Adele Eva Goldberg (born 1963) is an American linguist known for her development of construction grammar and the constructionist approach in the tradition of cognitive linguistics. She is M. Taylor Pyne Professor of Psychology at Princeton University.

==Early life==
Goldberg grew up in Bethlehem, Pennsylvania, where her mother (1938- ) was a reading teacher and her father(1937-1992) was an engineer. Her brother, Ken Y. Goldberg is a professor in the industrial engineering and operations research department at the University of California, Berkeley, and her sister, Elena is a pediatrician and child psychologist in Brooklyn.

== Academic career ==
Goldberg received a B.A. in Mathematics and Philosophy from University of Pennsylvania in 1985 before spending two years in the Logic and Methodology of Science program at University of California at Berkeley. She then transferred to linguistics to work with George Lakoff and earned her PhD in linguistics in 1992, studying with Lakoff, Eve Sweetser, Charles Fillmore, and Dan Slobin. Her thesis argues that basic grammatical patterns in English are directly associated with meaning, offering one of the earliest arguments that constructions as well as words contribute to propositional content.

After receiving her PhD, Goldberg joined the University of California, San Diego as an assistant professor of linguistics (1992-1997), and Associate Professor (1997-1998). From 1997 to 2004, she was associate professor of linguistics at the Beckman Institute, University of Illinois at Urbana–Champaign before moving to Princeton University in 2004 as Professor of Psychology and Linguistics.
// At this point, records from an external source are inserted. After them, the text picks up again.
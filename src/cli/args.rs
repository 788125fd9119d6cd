//! Command-line argument parsing for the maturity assessment
//!
//! Provides clap-based CLI with subcommands and verbosity control.

use clap::{Parser, Subcommand, ValueEnum};
use std::path::PathBuf;

/// Maturity - project maturity self-assessment in the terminal
#[derive(Parser, Debug)]
#[command(name = "maturity")]
#[command(version)]
#[command(about = "Answer yes/no questions and get a project maturity report", long_about = None)]
pub struct Args {
    /// Configuration file path
    #[arg(short, long)]
    pub config: Option<PathBuf>,

    /// Question catalog file (built-in catalog by default)
    #[arg(long)]
    pub catalog: Option<PathBuf>,

    /// Disable colored output
    #[arg(long)]
    pub no_color: bool,

    /// Verbosity level: -q (quiet), default (normal), -v (verbose), -vv (very verbose)
    #[arg(short, long, action = clap::ArgAction::Count)]
    pub verbose: u8,

    /// Quiet mode (only errors are logged)
    #[arg(short, long)]
    pub quiet: bool,

    /// Subcommand
    #[command(subcommand)]
    pub command: Option<Commands>,
}

/// Available subcommands
#[derive(Subcommand, Debug)]
pub enum Commands {
    /// Start interactive questionnaire
    Start,

    /// Build a report from an answers file
    Evaluate {
        /// TOML file with [[answers]] entries
        #[arg(short, long)]
        answers: PathBuf,

        /// Output format
        #[arg(long, value_enum, default_value_t = OutputFormat::Text)]
        format: OutputFormat,

        /// Write the report to a file instead of stdout
        #[arg(short, long)]
        output: Option<PathBuf>,
    },

    /// Print the active question catalog
    Catalog,

    /// Display current configuration
    Config,
}

/// Report output format
#[derive(Debug, Clone, Copy, PartialEq, Eq, ValueEnum)]
pub enum OutputFormat {
    Text,
    Json,
}

/// Verbosity level enum
#[derive(Debug, Clone, Copy, PartialEq, Eq)]
pub enum Verbosity {
    Quiet,
    Normal,
    Verbose,
    VeryVerbose,
}

impl Args {
    /// Get verbosity level based on flags, falling back to the configured default
    pub fn verbosity(&self, default: Verbosity) -> Verbosity {
        if self.quiet {
            Verbosity::Quiet
        } else {
            match self.verbose {
                0 => default,
                1 => Verbosity::Verbose,
                _ => Verbosity::VeryVerbose,
            }
        }
    }
}

impl Verbosity {
    /// Convert to string representation
    pub fn as_str(&self) -> &'static str {
        match self {
            Verbosity::Quiet => "quiet",
            Verbosity::Normal => "normal",
            Verbosity::Verbose => "verbose",
            Verbosity::VeryVerbose => "very_verbose",
        }
    }

    /// Parse configuration value
    pub fn parse(value: &str) -> Option<Self> {
        match value {
            "quiet" => Some(Verbosity::Quiet),
            "normal" => Some(Verbosity::Normal),
            "verbose" => Some(Verbosity::Verbose),
            "very_verbose" => Some(Verbosity::VeryVerbose),
            _ => None,
        }
    }
}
She has continued to work on the relationship between form and function in language in language processing, and language learning by children and adults.

==Awards and honors==
- Member, American Academy of Arts and Sciences (2026-)
- President of the Cognitive Science Society (2023)
- Appointed M. Taylor Pyne Professor of Psychology (2024)
- Fellow, Cognitive Science Society (2025-)
- Fellow, Association for Psychological Science (2020-)
- Fillmore Professorship, Linguistic Society of America Institute (2019)
- Labex International Chair, Paris, France. (2016)
- Humboldt Research Award (2016)
- Fellow, Linguistic Society of America (2014-)
- Visiting Fellow, Einstein Foundation. Freie Universitat, Berlin. (2010–2014)
- Fellow at Center for Advanced Study in the Behavioral Sciences. Stanford, California. (2003–2004)
- Fellow of the Center for Advanced Study, UIUC. (2000)
- Gustave O. Arlt Book Award. North American Graduate Council for Constructions (1995).

==Personal life==
Goldberg married Ali Yazdani, currently a professor of physics at Princeton, in 1994 and they have two children.

==Selected publications==
- Goldberg, Adele E. (2019). "Explain me this : creativity, competition, and the partial productivity of constructions"
- Goldberg, Adele E. (2013). "The Oxford handbook of construction grammar"
- Goldberg, Adele E. (2009). "Constructions work"
- Goldberg, Adele E. (2004). "The English Resultative as a Family of Constructions"
- Goldberg, Adele E. (2004). "Learning argument structure generalizations"
- Goldberg, Adele E (2003). "Constructions: a new theoretical approach to language"
- Goldberg, Adele E. (1995). "Constructions : a construction grammar approach to argument structure"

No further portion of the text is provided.